The Restoration of the Exterior Facade of the Historic 1 W. Wilson State Office Building

Madison, WI

The Restoration of the Exterior Facade of the Historic 1 W. Wilson State Office Building
The Restoration of the Exterior Facade of the Historic 1 W. Wilson State Office Building
The Restoration of the Exterior Facade of the Historic 1 W. Wilson State Office Building
The Restoration of the Exterior Facade of the Historic 1 W. Wilson State Office Building
The Restoration of the Exterior Facade of the Historic 1 W. Wilson State Office Building
The Restoration of the Exterior Facade of the Historic 1 W. Wilson State Office Building
The Restoration of the Exterior Facade of the Historic 1 W. Wilson State Office Building
The Restoration of the Exterior Facade of the Historic 1 W. Wilson State Office Building

Mason Contractor: JP Cullen & Sons, Inc.
Architect: James G. Otto Architect, LLC
General Contractor: JP Cullen & Sons, Inc.
Suppliers: The QUIKRETE Companies
Owner: State of Wisconsin - Division of Facilities

Project Description

The State of Wisconsin Office building located at 1 West Wilson Street in Madison, Wisconsin was originally constructed in 3 phases: 1932, 1938, and 1958. The building is a concrete structure with a mass masonry wall system consisting of clay tile and brick backup with an exterior cladding primarily of granite quarried from northern Wisconsin. Features include terra cotta banding and relief scrolling. The façade had deteriorated to the point that water and air infiltration was weakening the interior plaster and paint and had become a continuous maintenance issue, resulting in a less than optimum working environment for the 1200+ tenants of the building.

The renovation project consisted of specialized repair treatments to remediate approximately 208,800 square feet of the exterior façade. The comprehensive scope of repairs included pointing and cleaning of all building masonry. The project also included repairs to the original ornamental steel window frames and spandrel panels, deteriorated embedded steel supports, damaged brick, terra cotta, granite materials, and window replacement. Complete redesign and reconstruction of all the parapets was scheduled along with significant structural masonry repairs to the penthouses.

There was a very carefully planned reconstruction of the parapets of the building. Each tower constructed in a different phase had three distinctly differing constructions, each with their own inherent strengths and weakness and resultant failures. Early in the project, the team collaborated and performed additional investigative work at each location. The team was determined to give the building the proper reconstruction of the parapets as warranted by the actual conditions. The scopes were meticulously reviewed at each location.

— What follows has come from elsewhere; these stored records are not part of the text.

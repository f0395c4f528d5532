use anyhow::{Context, Result};
use clap::Args;
use colored::Colorize;
use indicatif::{ProgressBar, ProgressStyle};
use pose_coach::models::Discipline;
use pose_coach::services::{
    AnalysisPipeline, AnalysisProgress, FfmpegVideoSource, FormAnalysis, OnnxPoseModelLoader,
};
use std::fs;
use std::path::{Path, PathBuf};
use std::time::Duration;
use tokio_util::sync::CancellationToken;

use crate::config::Config;

#[derive(Args)]
pub struct AnalyzeCommand {
    /// Video file to analyze
    video: PathBuf,

    /// Discipline (football, basketball, boxing, mma, taekwondo, american-football)
    #[arg(short, long)]
    discipline: Option<String>,

    /// Number of frames to sample
    #[arg(short, long)]
    frames: Option<usize>,

    /// Path to the ONNX pose landmark model
    #[arg(short, long)]
    model: Option<PathBuf>,

    /// Directory for annotated frames, report and summary
    #[arg(short, long)]
    output: Option<PathBuf>,

    /// Print the report as JSON instead of text
    #[arg(long)]
    json: bool,
}

impl AnalyzeCommand {
    pub async fn execute(self, config_path: Option<&Path>) -> Result<()> {
        let config = Config::load(config_path)?;

        let mut analysis_config = config.analysis.clone();
        if let Some(frames) = self.frames {
            analysis_config.frame_count = frames;
        }
        if let Some(model) = self.model {
            analysis_config.model_path = model;
        }
        if analysis_config.frame_count == 0 {
            anyhow::bail!("Frame count must be at least 1");
        }
        analysis_config.validate()?;

        let discipline = Discipline::parse(
            self.discipline
                .as_deref()
                .unwrap_or(&config.output.default_discipline),
        );
        let output_dir = self.output.unwrap_or(config.output.directory);

        if !self.video.exists() {
            anyhow::bail!("Video file not found: {}", self.video.display());
        }

        let mut source = FfmpegVideoSource::open(
            &self.video,
            &analysis_config.ffmpeg_path,
            &analysis_config.ffprobe_path,
        )
        .await
        .context("Could not read video")?;
        let loader = OnnxPoseModelLoader::new(analysis_config.model_path.clone());
        let pipeline = AnalysisPipeline::new(&analysis_config);

        let cancel = CancellationToken::new();
        let ctrl_c = tokio::spawn(cancel_on_ctrl_c(cancel.clone()));

        let bar = progress_bar();
        let result = pipeline
            .run(&mut source, &loader, discipline, &cancel, |event| {
                update_progress(&bar, event)
            })
            .await;
        bar.finish_and_clear();

        let analysis = match result {
            Ok(analysis) => analysis,
            Err(e) => {
                ctrl_c.abort();
                eprintln!("{} {}", "✗".red(), e.user_message());
                return Err(e.into());
            }
        };

        let written = write_unless_cancelled(
            &analysis,
            &output_dir,
            config.output.write_raw_frames,
            &cancel,
        );
        ctrl_c.abort();
        let written = written?;

        if self.json {
            println!("{}", serde_json::to_string_pretty(&analysis.report())?);
            return Ok(());
        }

        print_analysis(&analysis);
        println!();
        println!(
            "{} Wrote {} files to {}",
            "✓".green(),
            written.len(),
            output_dir.display()
        );

        Ok(())
    }
}

/// Cancel the analysis on the first Ctrl-C and exit on the second
async fn cancel_on_ctrl_c(cancel: CancellationToken) {
    if tokio::signal::ctrl_c().await.is_err() {
        return;
    }
    tracing::info!("Interrupted, cancelling analysis (press Ctrl-C again to exit)");
    cancel.cancel();

    if tokio::signal::ctrl_c().await.is_ok() {
        std::process::exit(130);
    }
}

/// Write outputs unless the run was interrupted, and report an interrupt
/// that arrived while writing
fn write_unless_cancelled(
    analysis: &FormAnalysis,
    dir: &Path,
    write_raw_frames: bool,
    cancel: &CancellationToken,
) -> Result<Vec<PathBuf>> {
    if cancel.is_cancelled() {
        anyhow::bail!("Analysis cancelled, no output written");
    }
    let written = write_outputs(analysis, dir, write_raw_frames)?;
    if cancel.is_cancelled() {
        anyhow::bail!("Analysis cancelled while writing to {}", dir.display());
    }
    Ok(written)
}

fn progress_bar() -> ProgressBar {
    let bar = ProgressBar::new(0);
    bar.set_style(
        ProgressStyle::with_template("{spinner:.green} {msg} [{bar:30.cyan/blue}] {pos}/{len}")
            .unwrap_or_else(|_| ProgressStyle::default_bar())
            .progress_chars("=> "),
    );
    bar.enable_steady_tick(Duration::from_millis(100));
    bar
}

fn update_progress(bar: &ProgressBar, event: AnalysisProgress) {
    match event {
        AnalysisProgress::ExtractingFrames { count } => {
            bar.set_length(count as u64);
            bar.set_message("Extracting frames");
        }
        AnalysisProgress::LoadingModel => bar.set_message("Loading pose model"),
        AnalysisProgress::DetectingPoses { current, total } => {
            bar.set_message("Detecting poses");
            bar.set_length(total as u64);
            bar.set_position(current as u64);
        }
        AnalysisProgress::Annotating => bar.set_message("Drawing skeletons"),
        AnalysisProgress::Summarizing => bar.set_message("Summarizing"),
    }
}

fn print_analysis(analysis: &FormAnalysis) {
    println!(
        "{} {}",
        "Form analysis".bold(),
        analysis.session_id.to_string().dimmed()
    );
    println!(
        "Discipline: {}  Frames: {}  Poses: {}",
        analysis.discipline.display_name(),
        analysis.frames.len(),
        analysis.pose_data.len()
    );

    for warning in &analysis.warnings {
        println!("{} {}", "⚠".yellow(), warning.yellow());
    }

    println!();
    println!("{}", analysis.summary);
}

/// Write annotated frames, the JSON report and the summary text into `dir`
pub fn write_outputs(
    analysis: &FormAnalysis,
    dir: &Path,
    write_raw_frames: bool,
) -> Result<Vec<PathBuf>> {
    fs::create_dir_all(dir)
        .with_context(|| format!("Failed to create output directory {}", dir.display()))?;
    let mut written = Vec::new();

    for frame in &analysis.annotated_frames {
        let path = dir.join(format!("frame_{:02}.png", frame.frame_number));
        frame
            .image
            .save(&path)
            .with_context(|| format!("Failed to write {}", path.display()))?;
        written.push(path);
    }

    if write_raw_frames {
        for frame in &analysis.frames {
            let path = dir.join(format!("raw_frame_{:02}.png", frame.frame_number));
            frame
                .image
                .save(&path)
                .with_context(|| format!("Failed to write {}", path.display()))?;
            written.push(path);
        }
    }

    let report_path = dir.join("report.json");
    let report = serde_json::to_string_pretty(&analysis.report())?;
    fs::write(&report_path, report).context("Failed to write report")?;
    written.push(report_path);

    let summary_path = dir.join("summary.txt");
    fs::write(&summary_path, &analysis.summary).context("Failed to write summary")?;
    written.push(summary_path);

    tracing::info!("Wrote {} output files to {}", written.len(), dir.display());
    Ok(written)
}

Tradesmen skills and certifications were key to the success of the specified final outcomes. Masons implemented special procedures to comply with National Park Service standards for mortar replacement, terra-cotta repair, brick repair, and cleaning of the granite. Heavy lead coated copper and stainless steel flashings with soldered connections and slip joints were installed. The original exposed steel window frames and panels, integrally mortared into the granite, were specially prepared and treated with a high-performance coating system. All workers assigned to the project were required to attend intensive pre-installation sessions to ensure their understanding of the repair concepts and expected quality levels.

Implementation of the repairs presented many unique challenges. Amongst them, significant unforeseen structural issues were encountered on the higher elevations of the building. The steel lintels supporting the granite over the larger windows had deteriorated to a critical level. This required the removal and re-installation of significant amounts of granite to replace them. There were a very high percentage of the marble window sills that had cracked and deteriorated over time from the water infiltration requiring repair and replacement. Rebuilding of the granite front stairway systems was required to solve below grade leaks and frost heaving.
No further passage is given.